(Beginning of Data for analysis)

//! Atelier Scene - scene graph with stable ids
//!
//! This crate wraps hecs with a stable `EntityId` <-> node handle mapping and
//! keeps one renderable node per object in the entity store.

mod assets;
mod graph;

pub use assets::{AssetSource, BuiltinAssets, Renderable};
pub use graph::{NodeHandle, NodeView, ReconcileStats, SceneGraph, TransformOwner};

(End of Data for analysis)

The lines above that hold "with" are the result; show every one of them.

//! Atelier Scene - scene graph with stable ids
//! This crate wraps hecs with a stable `EntityId` <-> node handle mapping and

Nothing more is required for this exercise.